Swift natural history

COMMON SWIFT

Natural history

The common swift (Apus apus) is a member of the Apodidae family, with 92 species that are distributed throughout the world, though most are tropical. They spend nine month in Africa, arriving for the breeding season to the south of Europe in April. Common swifts reach more northern latitudes in the first and second week of May. There are other three species that breed in Europe, although in the southern Mediterranean area; pallid swift (Apus pallidus), alpine swift (Tachymarptis melba) and white-rumped swift (Apus caffer).
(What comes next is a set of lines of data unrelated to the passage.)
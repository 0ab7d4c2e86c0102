//! Request guards for the license API.
//!
//! Public license routes are protected by an HMAC-SHA256 signature over the
//! raw request body (`X-EdgeCache-Signature`). Internal admin routes require
//! a static token (`X-EdgeCache-Admin-Token`). Both comparisons are
//! constant-time.

use std::convert::Infallible;
use std::net::SocketAddr;
use std::sync::Arc;

use axum::body::Body;
use axum::extract::{ConnectInfo, FromRequestParts, Request, State};
use axum::http::request::Parts;
use axum::middleware::Next;
use axum::response::Response;
use edgecache_core::hasher::constant_time_eq;
use hmac::{Hmac, Mac};
use sha2::Sha256;
use tracing::warn;

use crate::error::AppError;
use crate::state::AppState;

type HmacSha256 = Hmac<Sha256>;

pub const SIGNATURE_HEADER: &str = "x-edgecache-signature";
pub const ADMIN_TOKEN_HEADER: &str = "x-edgecache-admin-token";

/// Largest body the signature guard will buffer.
const MAX_SIGNED_BODY_BYTES: usize = 1024 * 1024;

/// Caller address used when the peer address is unknown.
const FALLBACK_CALLER: &str = "127.0.0.1";

/// Hex-encoded HMAC-SHA256 of `body` under `secret`.
#[must_use]
pub fn sign_body(body: &[u8], secret: &str) -> String {
    // HMAC accepts keys of any length, so this never takes the error path.
    let Ok(mut mac) = HmacSha256::new_from_slice(secret.as_bytes()) else {
        return String::new();
    };
    mac.update(body);
    hex::encode(mac.finalize().into_bytes())
}

/// Check a presented signature header against the body.
///
/// An empty secret disables the check. An empty header never matches.
#[must_use]
pub fn verify_signature(body: &[u8], header: &str, secret: &str) -> bool {
    if secret.is_empty() {
        return true;
    }
    if header.is_empty() {
        return false;
    }
    constant_time_eq(&sign_body(body, secret), header.trim())
}

/// Reject requests whose body signature does not verify.
///
/// The body is buffered to be hashed and then handed on unchanged.
pub async fn require_signature(
    State(state): State<Arc<AppState>>,
    req: Request,
    next: Next,
) -> Result<Response, AppError> {
    if state.signing_secret.is_empty() {
        return Ok(next.run(req).await);
    }

    let (parts, body) = req.into_parts();
    let bytes = axum::body::to_bytes(body, MAX_SIGNED_BODY_BYTES)
        .await
        .map_err(|_| AppError::PayloadTooLarge)?;

    let header = parts
        .headers
        .get(SIGNATURE_HEADER)
        .and_then(|v| v.to_str().ok())
        .unwrap_or_default();

    if !verify_signature(&bytes, header, &state.signing_secret) {
        warn!(path = %parts.uri.path(), "rejected request with invalid signature");
        return Err(AppError::Unauthorized("invalid signature"));
    }

    Ok(next.run(Request::from_parts(parts, Body::from(bytes))).await)
}

/// Reject admin requests without the configured token.
pub async fn require_admin_token(
    State(state): State<Arc<AppState>>,
    req: Request,
    next: Next,
) -> Result<Response, AppError> {
    if state.admin_token.is_empty() {
        return Err(AppError::AdminTokenNotConfigured);
    }

    let presented = req
        .headers()
        .get(ADMIN_TOKEN_HEADER)
        .and_then(|v| v.to_str().ok())
        .unwrap_or_default()
        .trim();

    if !constant_time_eq(&state.admin_token, presented) {
        warn!(path = %req.uri().path(), "rejected admin request");
        return Err(AppError::Unauthorized("unauthorized"));
    }

    Ok(next.run(req).await)
}

/// The caller's IP address, used to key the rate limiter.
///
/// Taken from the peer socket; falls back to `127.0.0.1` when the server
/// was not started with connect info (e.g. in-process tests).
#[derive(Debug, Clone, PartialEq, Eq)]
pub struct ClientAddr(pub String);

impl<S> FromRequestParts<S> for ClientAddr
where
    S: Send + Sync,
{
    type Rejection = Infallible;

    async fn from_request_parts(parts: &mut Parts, _state: &S) -> Result<Self, Self::Rejection> {
        let addr = parts
            .extensions
            .get::<ConnectInfo<SocketAddr>>()
            .map_or_else(
                || FALLBACK_CALLER.to_owned(),
                |ConnectInfo(addr)| addr.ip().to_string(),
            );
        Ok(Self(addr))
    }
}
Common swifts are long-lived birds that spend almost their entire life on the air, gathering their food and material for nesting in flight. They drink by skimming over the surface of still water. They do not show evident sexually dimorphic characters, they mate both in flight and on the nest, and may even pass the nights without roosting. Swifts are altricial birds, which do not exhibit post-fledging care and breed once per season.

They have long wings, with a body shape adapted to rapid and efficient flight. Swifts with a wing span of 40 cm need the ability to brake suddenly and fold their wings before entering nest holes of less than 8 cm. Swifts never foot on the ground except by accident, this aerial life limit their choice of nesting sites to places above the ground with a clear drop to allow a fast take off. Even though their long wings and short legs, they can take off from flat surfaces. They have characteristic sticky saliva used for building nest. They salivary glands are greatly enlarged in the breeding season. Swift saliva have an essential function in shaping and lubricating the food balls that they give to the young, also transferring beneficial flora to the chicks and establishing their immune competence in the first days.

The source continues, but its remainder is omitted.